Red wines for the grill


Memorial Day is the official opening of grilling season, at least for those living in less hospitable Northern climates, so the four wines this month are designed to be drunk around the grill.

Two are in the lower price range, since what comes off the grill doesn’t always call for the finest Napa Cabs, but instead for a wine that’s easy to enjoy and blends well with the food. Both passed the half-bottle headache test, worth noting since the failure rate in this range can be quite high!

For a light red to go with salmon or chicken, try the Colombelle 2007 Vin de Pays des Côtes de Gascogne Rouge from Southwest France. Producteurs Plaimont, whose brand this is, was formed in the ‘70s, when several of the more enlightened wineries joined forces to produce wine that reflected the territory and yet was acceptable to the market. Their grapes come from the members of the group and their red is mainly Tannat, a traditional regional grape that is also becoming the signature grape of Uruguay.

To make it more market-acceptable, they blend some Merlot and Cabernet Sauvignon. What emerges is an agreeably light and fruity dry wine, relatively low (12 percent) in alcohol, and with none of the overbearing, over-ripe fruit flavors of some wines in this range.

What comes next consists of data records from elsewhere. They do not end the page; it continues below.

//! Text files as a transport.
//!
//! A file is a finite message stream: [`FileSource`] yields messages until
//! the end of the file, then end-of-stream. [`FileSink`] appends every
//! message verbatim. The framing decides what one message is:
//! - [`Framing::Line`]: each line, terminator included, nothing skipped
//! - [`Framing::Record`]: each line, skipping comment and empty lines
//! - [`Framing::Table`]: all remaining non-skipped lines at once
//!
//! An empty line is a bare line terminator; a line of spaces is data. Row
//! and array file outputs refuse records that would be skipped on the way
//! back in.

use std::fs::{File, OpenOptions};
use std::io::{BufRead, BufReader, BufWriter, ErrorKind, Write};
use std::path::{Path, PathBuf};

use bytes::Bytes;
use cisio_format::{escape, CodecError, FormatDescriptor};
use cisio_transport::{MessageSink, MessageSource, Received, TransportError};
use tracing::{debug, trace};

use crate::array::{ArrayInput, ArrayOutput};
use crate::config::ChannelConfig;
use crate::error::{ChannelError, Result};
use crate::line::{LineInput, LineOutput};
use crate::row::{RowInput, RowOutput};

type TransportResult<T> = std::result::Result<T, TransportError>;

/// How a file is opened. Fixed for the life of the endpoint; `reopen`
/// uses the same mode again.
#[derive(Debug, Clone, Copy, PartialEq, Eq)]
pub enum FileMode {
    /// Read from the beginning.
    Read,
    /// Create or empty the file, then write.
    Truncate,
    /// Create if missing, then write after any existing content.
    Append,
}

/// What a single message is when reading a file.
#[derive(Debug, Clone, Copy, PartialEq, Eq)]
pub enum Framing {
    Line,
    Record,
    Table,
}

pub type FileLineInput = LineInput<FileSource>;
pub type FileLineOutput = LineOutput<FileSink>;
pub type FileRowInput = RowInput<FileSource>;
pub type FileRowOutput = RowOutput<FileSink>;
pub type FileArrayInput = ArrayInput<FileSource>;
pub type FileArrayOutput = ArrayOutput<FileSink>;

/// Reads messages from a text file.
pub struct FileSource {
    path: PathBuf,
    reader: BufReader<File>,
    framing: Framing,
    comment_prefix: String,
    max_message_size: usize,
    finished: bool,
}

impl FileSource {
    pub fn open(path: impl AsRef<Path>, framing: Framing) -> TransportResult<Self> {
        Self::open_with_config(path, framing, &ChannelConfig::default())
    }

    pub fn open_with_config(
        path: impl AsRef<Path>,
        framing: Framing,
        config: &ChannelConfig,
    ) -> TransportResult<Self> {
        let path = path.as_ref().to_path_buf();
        let file = File::open(&path)?;
        debug!(path = %path.display(), ?framing, "file source opened");
        Ok(Self {
            path,
            reader: BufReader::new(file),
            framing,
            comment_prefix: config.comment_prefix.clone(),
            max_message_size: config.max_message_size,
            finished: false,
        })
    }

    pub fn path(&self) -> &Path {
        &self.path
    }

    pub fn framing(&self) -> Framing {
        self.framing
    }

    pub fn mode(&self) -> FileMode {
        FileMode::Read
    }

    /// Start again from the beginning of the file.
    pub fn reopen(&mut self) -> TransportResult<()> {
        self.reader = BufReader::new(File::open(&self.path)?);
        self.finished = false;
        debug!(path = %self.path.display(), "file source reopened");
        Ok(())
    }

    /// The format string declared in the file's leading comment lines, if
    /// any: the first comment containing a `%`, with escapes still in place.
    pub fn header_format(&self) -> TransportResult<Option<String>> {
        read_header(&self.path, &self.comment_prefix).map_err(Into::into)
    }

    fn read_line(&mut self, buf: &mut Vec<u8>) -> TransportResult<usize> {
        buf.clear();
        loop {
            match self.reader.read_until(b'\n', buf) {
                Ok(n) => return Ok(n),
                Err(err) if err.kind() == ErrorKind::Interrupted => continue,
                Err(err) => return Err(err.into()),
            }
        }
    }

    fn is_skipped(&self, line: &[u8]) -> bool {
        skipped_line(line, &self.comment_prefix).is_some()
    }

    fn finish(&mut self) -> Received {
        self.finished = true;
        debug!(path = %self.path.display(), "end of file");
        Received::EndOfStream
    }
}

impl MessageSource for FileSource {
    fn recv(&mut self) -> TransportResult<Received> {
        if self.finished {
            return Ok(Received::EndOfStream);
        }
        let mut line = Vec::new();
        match self.framing {
            Framing::Line => {
                if self.read_line(&mut line)? == 0 {
                    return Ok(self.finish());
                }
            }
            Framing::Record => loop {
                if self.read_line(&mut line)? == 0 {
                    return Ok(self.finish());
                }
                if !self.is_skipped(&line) {
                    break;
                }
            },
            Framing::Table => {
                // The whole file is one message; the next read is end-of-stream.
                self.finished = true;
                let mut table = Vec::new();
                while self.read_line(&mut line)? > 0 {
                    if self.is_skipped(&line) {
                        continue;
                    }
                    let size = table.len() + line.len();
                    if size > self.max_message_size {
                        return Err(TransportError::MessageTooLarge {
                            size,
                            max: self.max_message_size,
                        });
                    }
                    table.extend_from_slice(&line);
                }
                line = table;
            }
        }
        trace!(path = %self.path.display(), len = line.len(), "file message read");
        Ok(Received::Message(Bytes::from(line)))
    }

    fn transport_name(&self) -> &'static str {
        "file"
    }
}

/// What kind of skipped line `line` is, if record and table framings skip
/// it.
fn skipped_line(line: &[u8], comment_prefix: &str) -> Option<&'static str> {
    if !comment_prefix.is_empty() && line.starts_with(comment_prefix.as_bytes()) {
        Some("comment")
    } else if matches!(line, b"\n" | b"\r\n") {
        Some("empty")
    } else {
        None
    }
}

/// Reject a rendered record (or table) containing a line that a file input
/// would skip.
pub(crate) fn check_file_record(
    record: &str,
    comment_prefix: &str,
) -> std::result::Result<(), CodecError> {
    for (line, text) in record.split_inclusive('\n').enumerate() {
        if let Some(kind) = skipped_line(text.as_bytes(), comment_prefix) {
            return Err(CodecError::SkippedLine { line, kind });
        }
    }
    Ok(())
}

fn read_header(path: &Path, prefix: &str) -> std::io::Result<Option<String>> {
    if prefix.is_empty() {
        return Ok(None);
    }
    let mut reader = BufReader::new(File::open(path)?);
    let mut line = String::new();
    loop {
        line.clear();
        if reader.read_line(&mut line)? == 0 {
            return Ok(None);
        }
        let Some(body) = line.strip_prefix(prefix) else {
            return Ok(None);
        };
        let body = body.trim_start_matches(' ').trim_end_matches(['\r', '\n']);
        if body.contains('%') {
            return Ok(Some(body.to_string()));
        }
    }
}

/// Writes messages to a text file, verbatim and in order.
pub struct FileSink {
    path: PathBuf,
    writer: BufWriter<File>,
    mode: FileMode,
}

impl FileSink {
    /// Open for writing. `FileMode::Read` is rejected.
    pub fn open(path: impl AsRef<Path>, mode: FileMode) -> TransportResult<Self> {
        let path = path.as_ref().to_path_buf();
        let file = open_for_write(&path, mode)?;
        debug!(path = %path.display(), ?mode, "file sink opened");
        Ok(Self {
            path,
            writer: BufWriter::new(file),
            mode,
        })
    }

    pub fn path(&self) -> &Path {
        &self.path
    }

    pub fn mode(&self) -> FileMode {
        self.mode
    }

    /// Reopen with the original mode: truncate empties the file again,
    /// append continues after the current content.
    pub fn reopen(&mut self) -> TransportResult<()> {
        self.writer.flush()?;
        self.writer = BufWriter::new(open_for_write(&self.path, self.mode)?);
        debug!(path = %self.path.display(), mode = ?self.mode, "file sink reopened");
        Ok(())
    }

    /// True when nothing has been written to the file yet.
    pub fn is_empty(&self) -> TransportResult<bool> {
        Ok(self.writer.buffer().is_empty() && self.writer.get_ref().metadata()?.len() == 0)
    }

    /// Write a `<prefix> <escaped format>` header line if the file is still
    /// empty. Returns whether a header was written.
    pub fn write_header(&mut self, format: &FormatDescriptor, prefix: &str) -> TransportResult<bool> {
        if !self.is_empty()? {
            return Ok(false);
        }
        writeln!(self.writer, "{prefix} {}", escape(format.as_str()))?;
        self.writer.flush()?;
        Ok(true)
    }
}

fn open_for_write(path: &Path, mode: FileMode) -> std::io::Result<File> {
    let mut options = OpenOptions::new();
    match mode {
        FileMode::Read => {
            return Err(std::io::Error::new(
                ErrorKind::InvalidInput,
                "a file sink cannot be opened in read mode",
            ))
        }
        FileMode::Truncate => options.write(true).create(true).truncate(true),
        FileMode::Append => options.append(true).create(true),
    };
    options.open(path)
}

impl MessageSink for FileSink {
    fn send(&mut self, payload: &[u8]) -> TransportResult<()> {
        self.writer.write_all(payload)?;
        self.writer.flush()?;
        trace!(path = %self.path.display(), len = payload.len(), "file message written");
        Ok(())
    }

    fn send_eof(&mut self) -> TransportResult<()> {
        self.writer.flush().map_err(Into::into)
    }

    fn close(&mut self) -> TransportResult<()> {
        self.writer.flush().map_err(Into::into)
    }

    fn transport_name(&self) -> &'static str {
        "file"
    }
}

fn channel_name(path: &Path) -> String {
    path.display().to_string()
}

/// Use `format`, or fall back to the file's header line.
pub(crate) fn resolve_format(
    source: &FileSource,
    format: Option<FormatDescriptor>,
    name: &str,
) -> Result<FormatDescriptor> {
    if let Some(format) = format {
        return Ok(format);
    }
    match source.header_format()? {
        Some(header) => {
            debug!(channel = %name, format = %header, "format discovered from file header");
            Ok(FormatDescriptor::parse_escaped(&header)?)
        }
        None => Err(ChannelError::MissingFormat(name.to_string())),
    }
}

pub(crate) fn create_sink(
    path: &Path,
    mode: FileMode,
    format: Option<&FormatDescriptor>,
    config: &ChannelConfig,
) -> Result<FileSink> {
    let mut sink = FileSink::open(path, mode)?;
    if let (true, Some(format)) = (config.write_header, format) {
        sink.write_header(format, &config.comment_prefix)?;
    }
    Ok(sink)
}

impl LineInput<FileSource> {
    pub fn open(path: impl AsRef<Path>) -> Result<Self> {
        Self::open_with_config(path, &ChannelConfig::default())
    }

    pub fn open_with_config(path: impl AsRef<Path>, config: &ChannelConfig) -> Result<Self> {
        let source = FileSource::open_with_config(path.as_ref(), Framing::Line, config)?;
        Ok(Self::with_config(channel_name(path.as_ref()), source, config))
    }

    /// Read the file again from the start.
    pub fn reopen(&mut self) -> Result<()> {
        self.core.check_open()?;
        self.core.source_mut().reopen()?;
        self.core.reset();
        Ok(())
    }
}

impl LineOutput<FileSink> {
    pub fn create(path: impl AsRef<Path>, mode: FileMode) -> Result<Self> {
        Self::create_with_config(path, mode, &ChannelConfig::default())
    }

    pub fn create_with_config(
        path: impl AsRef<Path>,
        mode: FileMode,
        config: &ChannelConfig,
    ) -> Result<Self> {
        let sink = create_sink(path.as_ref(), mode, None, config)?;
        Ok(Self::with_config(channel_name(path.as_ref()), sink, config))
    }

    pub fn reopen(&mut self) -> Result<()> {
        self.core.check_open()?;
        self.core.sink_mut().reopen()?;
        Ok(())
    }
}

impl RowInput<FileSource> {
    /// Open a row file. Without `format`, the file's header line supplies
    /// it.
    pub fn open(path: impl AsRef<Path>, format: Option<FormatDescriptor>) -> Result<Self> {
        Self::open_with_config(path, format, &ChannelConfig::default())
    }

    pub fn open_with_config(
        path: impl AsRef<Path>,
        format: Option<FormatDescriptor>,
        config: &ChannelConfig,
    ) -> Result<Self> {
        let name = channel_name(path.as_ref());
        let source = FileSource::open_with_config(path.as_ref(), Framing::Record, config)?;
        let format = resolve_format(&source, format, &name)?;
        Ok(Self::with_config(name, source, format, config))
    }

    pub fn reopen(&mut self) -> Result<()> {
        self.core.check_open()?;
        self.core.source_mut().reopen()?;
        self.core.reset();
        Ok(())
    }
}

impl RowOutput<FileSink> {
    pub fn create(path: impl AsRef<Path>, mode: FileMode, format: FormatDescriptor) -> Result<Self> {
        Self::create_with_config(path, mode, format, &ChannelConfig::default())
    }

    pub fn create_with_config(
        path: impl AsRef<Path>,
        mode: FileMode,
        format: FormatDescriptor,
        config: &ChannelConfig,
    ) -> Result<Self> {
        let sink = create_sink(path.as_ref(), mode, Some(&format), config)?;
        let mut output = Self::with_config(channel_name(path.as_ref()), sink, format, config);
        output.comment_prefix = Some(config.comment_prefix.clone());
        Ok(output)
    }

    pub fn reopen(&mut self) -> Result<()> {
        self.core.check_open()?;
        self.core.sink_mut().reopen()?;
        Ok(())
    }
}

impl ArrayInput<FileSource> {
    /// Open a table file; the remaining content is read as one table.
    pub fn open(path: impl AsRef<Path>, format: Option<FormatDescriptor>) -> Result<Self> {
        Self::open_with_config(path, format, &ChannelConfig::default())
    }

    pub fn open_with_config(
        path: impl AsRef<Path>,
        format: Option<FormatDescriptor>,
        config: &ChannelConfig,
    ) -> Result<Self> {
        let name = channel_name(path.as_ref());
        let source = FileSource::open_with_config(path.as_ref(), Framing::Table, config)?;
        let format = resolve_format(&source, format, &name)?;
        Ok(Self::with_config(name, source, format, config))
    }

    pub fn reopen(&mut self) -> Result<()> {
        self.core.check_open()?;
        self.core.source_mut().reopen()?;
        self.core.reset();
        Ok(())
    }
}

impl ArrayOutput<FileSink> {
    pub fn create(path: impl AsRef<Path>, mode: FileMode, format: FormatDescriptor) -> Result<Self> {
        Self::create_with_config(path, mode, format, &ChannelConfig::default())
    }

    pub fn create_with_config(
        path: impl AsRef<Path>,
        mode: FileMode,
        format: FormatDescriptor,
        config: &ChannelConfig,
    ) -> Result<Self> {
        let sink = create_sink(path.as_ref(), mode, Some(&format), config)?;
        let mut output = Self::with_config(channel_name(path.as_ref()), sink, format, config);
        output.comment_prefix = Some(config.comment_prefix.clone());
        Ok(output)
    }

    pub fn reopen(&mut self) -> Result<()> {
        self.core.check_open()?;
        self.core.sink_mut().reopen()?;
        Ok(())
    }
}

Argentina may be even more addicted to charcoal than we are, and their signature wine is clearly produced with the grill in mind. The grape, Malbec, originated in Southwestern France and has prospered in the high altitude vineyards of Mendoza. The Elvira Calle winery began a decade ago as a joint venture involving Kirk Ermisch, at the time a Kendall Jackson executive and now the sole owner. His Alberti 154 2009 Mendoza Malbec is a fruity wine that’s almost sweet because the acidity is low, even though there’s not much residual sugar. These characteristics are the result of the way the grapes ripen and the tannins soften at the high altitude. It would blend well with many marinades and barbecue sauces with a hint of sugar.

The food-friendly reds from the lower Rhône Valley in France inspired several Californian wineries to work with the same grapes, and the Cline 2008 Cashmere is a good example. This family-owned winery has focused, since its foundation, on resurrecting the Rhône varietals that fell out of favor in the ‘60s and ‘70s. The blend is mainly Mourvèdre, with Grenache and Syrah, and the alcohol (15 percent) is fairly high, meaning that the grapes were fully ripe, the tannins softer, and the acidity lower. The wine has a similar hint of sweetness, again without containing much actual sugar, to the Malbec. However, the Mourvèdre contributes a more intense, dark fruit flavor so that it can go well with a variety of meats.

Last, a wine for steak rather than ribs or burgers.   Zinfandel and Primitivo are both descended from an ancient Croatian grape. Zinfandel arrived in California way of Austria and the East Coast, and Primitivo, via Italy.   The Brutocao 2005 Primitivo from Mendocino comes from a family owned winery with an Italian heritage and the wine is made in a much more Italian, and food-friendly, style than that of a typical CA Zin. The vineyard is only 10 years old, so the wine doesn’t have the “old vine” intensity, and yet there is plenty of character and the balance between fruit and tannins and the clean, dry finish seem just right.   It’s definitely worth that bit extra.

Where to Find Them (Distributors in parenthesis): the Colombelle (Aleph) is $9 at World Market; the Malbec (Millenium) is $12 at Rollers and on the list at Mickey’s Pub, Daniel’s, and Angler’s Grill; the Cashmere (RNDC) is $15-17 at Down the Hatch and Rollers; the Primitivo (Grassroots) is $21-22 at A Wine and Spirit Shop and Rollers.